Archive for the ‘Fish and Seafood’ Category

Oysters of Elegance

Saturday, January 2nd, 2010

oysters of el web

 
I was thrilled to find oysters a couple of days ago in the meat case at A.L. Avery & Son, my local general store.
 
Avery’s only stocks oysters between late November and early January, and I make a point of buying these expensive treats at least once during the holiday season.
 
My mother, our neighbor Alice Parker, and I threw them together into a simple New Year’s Eve supper at our home before going off to enjoy music and the company of good friends elsewhere.
 
I am not known for my modesty so I don’t hesitate to mention that Alice and I brought the house down with our rendition of “Santa Baby” and other songs at the Charlemont Inn that evening!
 
But back to oysters: I’m always amazed to recall that oysters remained plentiful and cheap as late as the early 20th century.
 
When my grandmother was a freshman at Mount Holyoke College, she used to walk into the center of town and bring back inexpensive oysters for secret feasts in her dorm. (Eating in one’s room was emphatically NOT allowed at the college in 1908!)
 
In her old age she chuckled as she recalled encountering a faculty member on the main street of town as she returned from an oyster-fetching errand.
 
The professor engaged her in conversation for several minutes.
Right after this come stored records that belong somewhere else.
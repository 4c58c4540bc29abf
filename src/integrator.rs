use std::error::Error;

use log::debug;

use crate::{
    kernel::{check_dim, Result, SamplerError},
    math::{all_finite, axpy},
    metric::DiagMetric,
    model::{LogDensityGradient, LogpError},
};

/// A point in phase space, together with the log density and its
/// gradient at `position`.
#[derive(Debug, Clone, PartialEq)]
pub struct PhasePoint {
    pub position: Box<[f64]>,
    pub momentum: Box<[f64]>,
    pub velocity: Box<[f64]>,
    pub gradient: Box<[f64]>,
    pub log_density: f64,
}

impl PhasePoint {
    /// A point at the origin whose log density has not been evaluated.
    pub fn new(dim: usize) -> Self {
        PhasePoint {
            position: vec![0f64; dim].into(),
            momentum: vec![0f64; dim].into(),
            velocity: vec![0f64; dim].into(),
            gradient: vec![0f64; dim].into(),
            log_density: f64::NAN,
        }
    }

    /// Create a point and evaluate the model at `position`.
    pub fn evaluate<M: LogDensityGradient + ?Sized>(
        model: &M,
        position: &[f64],
        momentum: &[f64],
    ) -> std::result::Result<Self, M::LogpError> {
        let mut point = PhasePoint::new(position.len());
        point.position.copy_from_slice(position);
        point.momentum.copy_from_slice(momentum);
        point.update_gradient(model)?;
        Ok(point)
    }

    pub fn dim(&self) -> usize {
        self.position.len()
    }

    /// `log p(position) - 0.5 * momentum^T M^{-1} momentum`
    pub fn joint_log_density(&self, metric: &DiagMetric) -> f64 {
        metric.joint_log_density(self.log_density, &self.momentum)
    }

    pub fn negate_momentum(&mut self) {
        self.momentum.iter_mut().for_each(|p| *p = -*p);
    }

    pub fn copy_from(&mut self, other: &PhasePoint) {
        let PhasePoint {
            position,
            momentum,
            velocity,
            gradient,
            log_density,
        } = other;
        self.position.copy_from_slice(position);
        self.momentum.copy_from_slice(momentum);
        self.velocity.copy_from_slice(velocity);
        self.gradient.copy_from_slice(gradient);
        self.log_density = *log_density;
    }

    pub(crate) fn update_gradient<M: LogDensityGradient + ?Sized>(
        &mut self,
        model: &M,
    ) -> std::result::Result<(), M::LogpError> {
        self.log_density = model.log_density_gradient(&self.position, &mut self.gradient)?;
        Ok(())
    }

    fn momentum_halfstep(&mut self, epsilon: f64) {
        axpy(&self.gradient, &mut self.momentum, epsilon / 2.);
    }

    fn position_step(&mut self, metric: &DiagMetric, epsilon: f64) {
        metric.update_velocity(&self.momentum, &mut self.velocity);
        axpy(&self.velocity, &mut self.position, epsilon);
    }
}

/// Details about a trajectory that had to be abandoned.
///
/// There are two reasons why this happens:
/// - The position, momentum, log density or gradient became non-finite.
/// - The logp function returned a recoverable error.
#[derive(Debug)]
pub struct Divergence {
    /// The number of leapfrog steps completed before the failing one.
    pub completed_steps: usize,
    pub logp_function_error: Option<Box<dyn Error + Send + Sync>>,
}

#[derive(Debug)]
pub enum Trajectory {
    Complete,
    Diverged(Divergence),
}

/// The leapfrog integrator for Hamiltonian dynamics with a diagonal metric.
#[derive(Debug, Clone, Copy, PartialEq)]
pub struct Leapfrog {
    step_size: f64,
    num_steps: usize,
}

impl Leapfrog {
    pub fn new(step_size: f64, num_steps: usize) -> Result<Self> {
        if !(step_size.is_finite() && step_size > 0.) {
            return Err(SamplerError::InvalidStepSize(step_size));
        }
        if num_steps == 0 {
            return Err(SamplerError::InvalidNumSteps);
        }
        Ok(Leapfrog {
            step_size,
            num_steps,
        })
    }

    pub fn step_size(&self) -> f64 {
        self.step_size
    }

    pub fn num_steps(&self) -> usize {
        self.num_steps
    }

    /// Move `point` along `num_steps` leapfrog steps in place.
    ///
    /// The log density and gradient stored in `point` must belong to its
    /// position. Each step reuses the gradient of the previous one, so a
    /// trajectory costs `num_steps` gradient evaluations. Integrating the
    /// result again with negated momentum returns to the starting point.
    ///
    /// Only unrecoverable logp errors and a point whose dimension differs
    /// from the metric are returned as `Err`.
    pub fn integrate<M: LogDensityGradient + ?Sized>(
        &self,
        model: &M,
        metric: &DiagMetric,
        point: &mut PhasePoint,
    ) -> Result<Trajectory> {
        check_dim(metric.dim(), point.dim())?;
        let epsilon = self.step_size;

        for step in 0..self.num_steps {
            let diverged = |logp_function_error: Option<Box<dyn Error + Send + Sync>>| {
                Trajectory::Diverged(Divergence {
                    completed_steps: step,
                    logp_function_error,
                })
            };

            point.momentum_halfstep(epsilon);
            point.position_step(metric, epsilon);
            if !all_finite(&point.position) {
                return Ok(diverged(None));
            }

            if let Err(logp_error) = point.update_gradient(model) {
                if !logp_error.is_recoverable() {
                    return Err(SamplerError::LogpFailure(Box::new(logp_error)));
                }
                debug!("Leapfrog step {} hit a recoverable logp error: {}", step, logp_error);
                return Ok(diverged(Some(Box::new(logp_error))));
            }
            if !point.log_density.is_finite() | !all_finite(&point.gradient) {
                return Ok(diverged(None));
            }

            point.momentum_halfstep(epsilon);
            if !all_finite(&point.momentum) {
                return Ok(diverged(None));
            }
        }

        Ok(Trajectory::Complete)
    }
}

#[cfg(test)]
mod tests {
    use super::*;
    use crate::model::test_logps::{CoshLogp, CountingLogp, HalfNormalLogp, NormalLogp};

    use approx::assert_abs_diff_eq;
    use pretty_assertions::assert_eq;
    use proptest::prelude::*;

    fn points(dim: usize) -> impl Strategy<Value = (Vec<f64>, Vec<f64>)> {
        (
            prop::collection::vec(-3f64..3f64, dim),
            prop::collection::vec(-3f64..3f64, dim),
        )
    }

    proptest! {
        #[test]
        fn leapfrog_is_reversible((position, momentum) in points(3)) {
            let model = NormalLogp::new(&[0.5, -1., 0.], &[1., 2., 0.7]);
            let metric = DiagMetric::new(&[1., 3., 0.5]).unwrap();
            let leapfrog = Leapfrog::new(0.1, 20).unwrap();

            let start = PhasePoint::evaluate(&model, &position, &momentum).unwrap();
            let mut point = start.clone();
            let forward = leapfrog.integrate(&model, &metric, &mut point).unwrap();
            prop_assert!(matches!(forward, Trajectory::Complete));

            point.negate_momentum();
            let backward = leapfrog.integrate(&model, &metric, &mut point).unwrap();
            prop_assert!(matches!(backward, Trajectory::Complete));

            for i in 0..3 {
                prop_assert!((point.position[i] - start.position[i]).abs() < 1e-8);
                prop_assert!((point.momentum[i] + start.momentum[i]).abs() < 1e-8);
            }
        }

        #[test]
        fn leapfrog_is_reversible_off_quadratic((position, momentum) in points(2)) {
            let model = CoshLogp { dim: 2 };
            let metric = DiagMetric::new(&[2., 0.5]).unwrap();
            let leapfrog = Leapfrog::new(0.05, 25).unwrap();

            let start = PhasePoint::evaluate(&model, &position, &momentum).unwrap();
            let mut point = start.clone();
            leapfrog.integrate(&model, &metric, &mut point).unwrap();
            point.negate_momentum();
            leapfrog.integrate(&model, &metric, &mut point).unwrap();

            for i in 0..2 {
                prop_assert!((point.position[i] - start.position[i]).abs() < 1e-8);
                prop_assert!((point.momentum[i] + start.momentum[i]).abs() < 1e-8);
            }
        }
    }

    #[test]
    fn energy_is_conserved() {
        let model = NormalLogp::standard(2);
        let metric = DiagMetric::unit(2);
        let leapfrog = Leapfrog::new(0.01, 50).unwrap();

        let mut point = PhasePoint::evaluate(&model, &[1.2, -0.4], &[0.3, 1.5]).unwrap();
        let initial = point.joint_log_density(&metric);
        leapfrog.integrate(&model, &metric, &mut point).unwrap();
        let end = point.joint_log_density(&metric);

        assert!((end - initial).abs() < 0.05);
        // The trajectory actually moved.
        assert!((point.position[1] + 0.4).abs() > 0.5);
    }

    #[test]
    fn harmonic_oscillator_with_mass() {
        // With mass m and unit variance the exact flow has period 2 pi sqrt(m)
        let model = NormalLogp::standard(1);
        let metric = DiagMetric::new(&[4.]).unwrap();
        let n = 4000;
        let leapfrog = Leapfrog::new(4. * std::f64::consts::PI / n as f64, n).unwrap();

        let mut point = PhasePoint::evaluate(&model, &[1.], &[0.]).unwrap();
        leapfrog.integrate(&model, &metric, &mut point).unwrap();
        assert_abs_diff_eq!(point.position[0], 1., epsilon = 1e-4);
        assert_abs_diff_eq!(point.momentum[0], 0., epsilon = 1e-4);
    }

    #[test]
    fn one_gradient_per_step() {
        let model = CountingLogp::new(NormalLogp::standard(2));
        let metric = DiagMetric::unit(2);
        let leapfrog = Leapfrog::new(0.1, 7).unwrap();

        let mut point = PhasePoint::evaluate(&model, &[0.1, 0.2], &[1., 1.]).unwrap();
        assert_eq!(model.calls(), 1);
        leapfrog.integrate(&model, &metric, &mut point).unwrap();
        assert_eq!(model.calls(), 8);
    }

    #[test]
    fn recoverable_error_diverges() {
        let model = HalfNormalLogp { dim: 1 };
        let metric = DiagMetric::unit(1);
        let leapfrog = Leapfrog::new(0.5, 10).unwrap();

        let mut point = PhasePoint::evaluate(&model, &[0.2], &[-3.]).unwrap();
        match leapfrog.integrate(&model, &metric, &mut point).unwrap() {
            Trajectory::Diverged(info) => {
                assert_eq!(info.completed_steps, 0);
                assert!(info.logp_function_error.is_some());
            }
            Trajectory::Complete => panic!("trajectory left the support"),
        }
    }

    #[test]
    fn metric_dimension_mismatch() {
        let model = CountingLogp::new(NormalLogp::standard(2));
        let metric = DiagMetric::unit(3);
        let leapfrog = Leapfrog::new(0.1, 5).unwrap();

        let mut point = PhasePoint::new(2);
        let err = leapfrog.integrate(&model, &metric, &mut point).unwrap_err();
        assert!(matches!(
            err,
            SamplerError::DimensionMismatch {
                expected: 3,
                found: 2
            }
        ));
        assert_eq!(model.calls(), 0);
        assert_eq!(&*point.position, &[0., 0.]);
        assert!(point.log_density.is_nan());
    }

    #[test]
    fn invalid_configuration() {
        assert!(matches!(
            Leapfrog::new(0., 10),
            Err(SamplerError::InvalidStepSize(_))
        ));
        assert!(matches!(
            Leapfrog::new(f64::INFINITY, 10),
            Err(SamplerError::InvalidStepSize(_))
        ));
        assert!(matches!(
            Leapfrog::new(0.1, 0),
            Err(SamplerError::InvalidNumSteps)
        ));
    }
}
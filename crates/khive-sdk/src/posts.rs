//! 帖子服务 - 缓存优先的查询 + 乐观投票
//!
//! 查询路径：命中新鲜缓存直接返回；过期则重新拉取，拉取失败时
//! 退回已有的过期缓存（仍可渲染，比空屏好）。
//! 投票走乐观变更同步器；创建/更新/删除走普通的"成功后标脏"。

use std::future::Future;
use std::sync::Arc;

use tracing::{info, warn};

use crate::api::PostsApi;
use crate::cache::{CachePayload, Freshness, QueryCache, QueryKey, QueryKind};
use crate::error::Result;
use crate::models::{
    Confirmation, MutationDelta, NewPost, Page, Post, PostUpdate, SortKind, VoteCounts,
    VoteDirection,
};
use crate::mutation::{MutationTarget, OptimisticSynchronizer};

/// 帖子列表相关的查询类别（创建/更新/删除后整体标脏）
const POST_LIST_KINDS: &[QueryKind] = &[
    QueryKind::Posts,
    QueryKind::UserPosts,
    QueryKind::SearchPosts,
];

/// 帖子服务
#[derive(Debug, Clone)]
pub struct PostService {
    api: PostsApi,
    cache: Arc<QueryCache>,
    sync: OptimisticSynchronizer,
}

impl PostService {
    pub fn new(api: PostsApi, cache: Arc<QueryCache>, sync: OptimisticSynchronizer) -> Self {
        Self { api, cache, sync }
    }

    /// 缓存直读 + 过期拉取（列表页）
    async fn fetch_page<F>(&self, key: QueryKey, fetch: F) -> Result<Page<Post>>
    where
        F: Future<Output = Result<Page<Post>>>,
    {
        if let Some((CachePayload::PostPage(page), Freshness::Fresh)) = self.cache.get(&key) {
            return Ok(page);
        }

        let ticket = self.cache.begin_fetch(&key);
        match fetch.await {
            Ok(page) => {
                self.cache
                    .complete_fetch(ticket, CachePayload::PostPage(page.clone()));
                Ok(page)
            }
            Err(error) => {
                if let Some((CachePayload::PostPage(page), _)) = self.cache.get(&key) {
                    warn!("帖子刷新失败，退回过期缓存: {}", error);
                    return Ok(page);
                }
                Err(error)
            }
        }
    }

    /// 获取帖子列表
    pub async fn posts(&self, page: u32, sort: SortKind, limit: u32) -> Result<Page<Post>> {
        let key = QueryKey::Posts { page, sort, limit };
        self.fetch_page(key, self.api.get_all_posts(page, sort, limit))
            .await
    }

    /// 获取单个帖子详情
    pub async fn post(&self, post_id: &str) -> Result<Post> {
        let key = QueryKey::Post {
            post_id: post_id.to_string(),
        };
        if let Some((CachePayload::PostDetail(post), Freshness::Fresh)) = self.cache.get(&key) {
            return Ok(post);
        }

        let ticket = self.cache.begin_fetch(&key);
        match self.api.get_post(post_id).await {
            Ok(post) => {
                self.cache
                    .complete_fetch(ticket, CachePayload::PostDetail(post.clone()));
                Ok(post)
            }
            Err(error) => {
                if let Some((CachePayload::PostDetail(post), _)) = self.cache.get(&key) {
                    warn!("帖子详情刷新失败，退回过期缓存: {}", error);
                    return Ok(post);
                }
                Err(error)
            }
        }
    }

    /// 获取某用户的帖子
    pub async fn user_posts(&self, user_id: &str) -> Result<Page<Post>> {
        let key = QueryKey::UserPosts {
            user_id: user_id.to_string(),
        };
        self.fetch_page(key, self.api.get_posts_by_user(user_id))
            .await
    }

    /// 搜索帖子
    pub async fn search(&self, query: &str, page: u32) -> Result<Page<Post>> {
        let key = QueryKey::SearchPosts {
            query: query.to_string(),
            page,
        };
        self.fetch_page(key, self.api.search_posts(query, page))
            .await
    }

    /// 创建帖子；成功后所有帖子列表标脏，等下一次读取刷新
    pub async fn create_post(&self, new_post: NewPost) -> Result<Post> {
        let post = self.api.create_post(&new_post).await?;
        self.cache.mark_stale_kinds(POST_LIST_KINDS);
        info!("📝 帖子已创建: {}", post.post_id);
        Ok(post)
    }

    /// 更新帖子；响应体即最新详情，直接写入缓存
    pub async fn update_post(&self, post_id: &str, update: PostUpdate) -> Result<Post> {
        let post = self.api.update_post(post_id, &update).await?;
        self.cache.mark_stale_kinds(POST_LIST_KINDS);
        self.cache.write_entry(
            QueryKey::Post {
                post_id: post_id.to_string(),
            },
            CachePayload::PostDetail(post.clone()),
        );
        Ok(post)
    }

    /// 删除帖子；列表标脏，详情条目整条移除
    pub async fn delete_post(&self, post_id: &str) -> Result<Confirmation> {
        let confirmation = self.api.delete_post(post_id).await?;
        self.cache.mark_stale_kinds(POST_LIST_KINDS);
        self.cache.remove(&QueryKey::Post {
            post_id: post_id.to_string(),
        });
        Ok(confirmation)
    }

    /// 投票（乐观更新：计数立即变化，失败自动回滚）
    pub async fn vote_post(
        &self,
        post_id: &str,
        direction: VoteDirection,
    ) -> Result<VoteCounts> {
        self.sync
            .execute(
                MutationTarget::post(post_id),
                MutationDelta::Vote { direction },
                self.api.vote_post(post_id, direction),
            )
            .await
    }
}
Both the faculty member and young Clara studiously ignored the oyster liquor dripping from the paper bag my grandmother was clutching.
 
Oyster suppers were common occurrences in former days in my hometown of Hawley, Massachusetts, where voters often enjoyed them after Annual Town Meeting in the 19th and early 20th centuries.
 
In a scrapbook from the Civil War era preserved by my late neighbor Ethel White’s family, a newspaper clipping describes an oyster-filled surprise party held for J.G. Longley, one of the town’s “old bachelor citizens.” According to the clipping Mr. Longley returned home from shopping to find
 
to his surprise and consternation that forty or fifty of his neighbors, whom he had never suspected of any ill before had taken possession of his house and were practically converting the old mansion into a saloon for cooking oysters, melting sugar, &c. At first he was somewhat disconcerted, being hardly able to decide whether he was himself or somebody else. He very soon recovered his sense, however, and satisfying himself that their motives were not of an incendiary nature, went in and rendered very efficient aid in disposing of the oysters and other delicacies with which the tables were spread, and joined quite freely in the “laugh and song that floated along” as the wheel of time went round.
 
By the mid-20th century overfishing rendered an oyster feast for 40 to 50 people unaffordable for most Americans. It also did damage to the environment as both oysters and their reefs fulfill important ecological functions.
 
I support the efforts of state and national groups to create new habitats for oysters—and I treasure the few oysters I eat each year!
 
I prepared this year’s ration with a simple recipe supplied by Alice. It came from her mother Mary Parker, known to neighborhood children as Gam. Gam called the dish “Oysters of Elegance.”
 
The recipe definitely dates from the early-to-mid-20th century, using as it does a now underappreciated condiment, chili sauce.
 
The combination of ingredients sounded a bit odd, but it the flavors melded wonderfully, producing a stew-like concoction that was divine sopped up with the homemade bread Alice brought to the supper.
 
I prepared it in a 1-1/2-quart casserole dish, but I think another time I’ll try using individual serving crocks. Alice remembers that Gam served the dish this way.
 
I may also try cutting back on the chili sauce (maybe reducing the quantity to 1 cup) and adding a little more oyster liquor, which I love. Alice says that the measurements she has on paper weren’t exact because her mother didn’t actually measure!
 
It was pretty darn tasty as transcribed below, however.
Here's what the oysters looked like before we sprinkled cheese on top.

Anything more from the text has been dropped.